I should really know this for sure, but…

Say you have NT/Win2k/XP installed on your system. You’re running an NTFS drive, and the access lists on the whole drive is administrator - full control - and that’s it. nothing for anyone else.

Now say you buy a new computer and stick that drive in the new system, without the OS (just a data drive). Will the administrator of a the new install/machine have full control access to that drive?

I’m questioning this because I believe the ACLs (access control lists) on the drive would have the GUID of the account that has control over them, and compare that to the new administrator. They might have the same account name, but different GUIDs, and therefore maybe not grant access.

Then I think, also, that the administrator of any OS instance/machine will have any access to any file, whether it recognizes his GUID or not. Is that correct? Can the admin of another install go into an NTFS partition and change the ACLs to give him access?

What about a non-admin case? This doesn’t personally matter to my situation, but I’m curious - if an account ‘user1’ exists on the first install, and the NTFS partition gives ‘user1’ full control over a few files, will ‘user1’ on the new install of the OS also have full control of those files? I’m guessing no, because the GUIDs won’t match, but I’m curious.

Anyway, to sum up my question: Will the administrator account of my new computer/OS install have any problems accessing the NTFS drive on a data drive I’ll be moving to the new system?

Thanks.

Good question. I can’t say for certain, but my guess would be that when you first attempt to access the moved drive you will be denied access. There would be nothing stopping you from taking ownership and reapplying permissions though.

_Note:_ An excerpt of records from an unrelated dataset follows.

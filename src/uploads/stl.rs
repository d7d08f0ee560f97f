//! Lightweight STL sniffing. Checks the header shape only; no geometry is parsed.

const HEADER_LEN: usize = 80;
const ASCII_SCAN_LEN: usize = 1024;
const MAX_TRIANGLES: u32 = 10_000_000;

/// Whether `bytes` plausibly hold an ASCII or binary STL
pub fn looks_like_stl(bytes: &[u8]) -> bool {
    if bytes.len() < HEADER_LEN {
        return false;
    }

    if bytes.starts_with(b"solid ") {
        let scan = &bytes[..bytes.len().min(ASCII_SCAN_LEN)];
        let text = String::from_utf8_lossy(scan).to_lowercase();
        return ["facet", "normal", "vertex", "endsolid"]
            .iter()
            .any(|keyword| text.contains(keyword));
    }

    match bytes.get(HEADER_LEN..HEADER_LEN + 4) {
        Some(count) => {
            let triangles = u32::from_le_bytes([count[0], count[1], count[2], count[3]]);
            triangles <= MAX_TRIANGLES
        }
        None => false,
    }
}

#[cfg(test)]
mod tests {
    use super::*;

    fn binary_stl(triangles: u32) -> Vec<u8> {
        let mut bytes = vec![0u8; HEADER_LEN];
        bytes.extend_from_slice(&triangles.to_le_bytes());
        bytes.extend(std::iter::repeat(0u8).take(50 * triangles.min(4) as usize));
        bytes
    }

    #[test]
    fn test_ascii_stl() {
        let mut text = String::from("solid cube\n");
        text.push_str("  facet normal 0 0 1\n    outer loop\n      vertex 0 0 0\n");
        text.push_str("      vertex 1 0 0\n      vertex 1 1 0\n");
        text.push_str("    endloop\n  endfacet\nendsolid cube\n");
        assert!(looks_like_stl(text.as_bytes()));
    }

    #[test]
    fn test_ascii_header_without_keywords() {
        let text = format!("solid {}", "x".repeat(200));
        assert!(!looks_like_stl(text.as_bytes()));
    }

    #[test]
    fn test_binary_stl() {
        assert!(looks_like_stl(&binary_stl(12)));
        assert!(!looks_like_stl(&binary_stl(MAX_TRIANGLES + 1)));
    }

    #[test]
    fn test_too_short() {
        assert!(!looks_like_stl(b"solid"));
        assert!(!looks_like_stl(&[0u8; HEADER_LEN + 2]));
    }
}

If the above is the case, the ‘user1’ account would be in trouble, because they don’t normally have the ability to take ownership.

Members of the Administrators group can be denied access to a file or folder, but it’s a moot point since they will have the ability to grant the rights back to themselves.

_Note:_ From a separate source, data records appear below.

//! Payment gateway adapters
//!
//! Handlers talk to a [`PaymentGateway`]; which implementation sits behind it
//! is decided by `payment.provider` in the configuration.

pub mod paypal;
pub mod sandbox;
pub mod webhook;

use crate::config::{PaymentConfig, PaymentProvider};
use async_trait::async_trait;
use serde::Serialize;
use std::sync::Arc;
use thiserror::Error;

pub use paypal::PayPalGateway;
pub use sandbox::SandboxGateway;
pub use webhook::{verify_transmission_headers, WebhookEvent, WebhookOutcome};

#[derive(Debug, Error)]
pub enum PaymentError {
    #[error("payment gateway returned {status}: {message}")]
    Gateway {
        status: reqwest::StatusCode,
        message: String,
    },
    #[error("payment gateway authentication failed: {0}")]
    Auth(String),
    #[error("payment order not found: {0}")]
    OrderNotFound(String),
    #[error("unexpected payment gateway response: {0}")]
    InvalidResponse(String),
    #[error("payment gateway request failed: {0}")]
    Http(#[from] reqwest::Error),
}

#[derive(Debug, Clone, PartialEq)]
pub struct CreateOrderRequest {
    pub quote_id: String,
    pub amount: f64,
    pub currency: String,
    pub description: String,
    /// Customer reference forwarded to the gateway (email)
    pub customer_ref: String,
}

#[derive(Debug, Clone, PartialEq, Serialize)]
pub struct CreatedOrder {
    pub order_id: String,
    pub approval_url: Option<String>,
    pub status: String,
}

#[derive(Debug, Clone, PartialEq, Serialize)]
pub struct CapturedPayment {
    pub order_id: String,
    pub transaction_id: String,
    pub captured_amount: f64,
    pub currency: String,
    pub status: String,
}

#[derive(Debug, Clone, PartialEq, Serialize)]
pub struct OrderDetails {
    pub order_id: String,
    pub status: String,
}

#[async_trait]
pub trait PaymentGateway: Send + Sync + 'static {
    /// Gateway name used in logs and metrics ("paypal", "sandbox")
    fn name(&self) -> &str;

    async fn create_order(
        &self,
        request: &CreateOrderRequest,
    ) -> Result<CreatedOrder, PaymentError>;

    async fn capture(&self, order_id: &str) -> Result<CapturedPayment, PaymentError>;

    async fn get_order(&self, order_id: &str) -> Result<OrderDetails, PaymentError>;
}

/// Build the gateway selected by configuration
pub fn gateway_from_config(
    config: &PaymentConfig,
) -> Result<Arc<dyn PaymentGateway>, PaymentError> {
    match config.provider {
        PaymentProvider::Sandbox => Ok(Arc::new(SandboxGateway::new())),
        PaymentProvider::Paypal => Ok(Arc::new(PayPalGateway::new(config.paypal.clone())?)),
    }
}

#[cfg(test)]
mod tests {
    use super::*;

    #[test]
    fn test_gateway_selection() {
        let gateway = gateway_from_config(&PaymentConfig::default()).unwrap();
        assert_eq!(gateway.name(), "sandbox");

        let mut config = PaymentConfig::default();
        config.provider = PaymentProvider::Paypal;
        config.paypal.client_id = "id".to_string();
        config.paypal.client_secret = "secret".to_string();
        let gateway = gateway_from_config(&config).unwrap();
        assert_eq!(gateway.name(), "paypal");
    }

    #[test]
    fn test_gateway_error_display() {
        let err = PaymentError::Gateway {
            status: reqwest::StatusCode::UNPROCESSABLE_ENTITY,
            message: "INVALID_AMOUNT".to_string(),
        };
        assert_eq!(
            err.to_string(),
            "payment gateway returned 422 Unprocessable Entity: INVALID_AMOUNT"
        );
    }
}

When moving drives between NT/2k boxes I’ve observed the following:
On access the system seems to allow access to the Everyone group, but in the ACL editor you can still see SIDs present that don’t map to any users on the new box and appear as GUIDs.

If the general security context of the drive has completely changed (i.e. from one standalone server to another or from one domain to another) then none of the SIDs in the ACLs will map to any users, a situation that the OS sees as an error and ignores. I have a feeling in the back of my mind that the local Administrators group has the same SID on every system though (anyone have any confirmation of this?), so these local rights would map from system to system.

In the end though, you can’t keep the administrator out of a folder. Well, unless you do what I did and lock down the IP security policy and accidentally deny everyone the right to log in at the console, thus leaving the box entirely sealed from all access.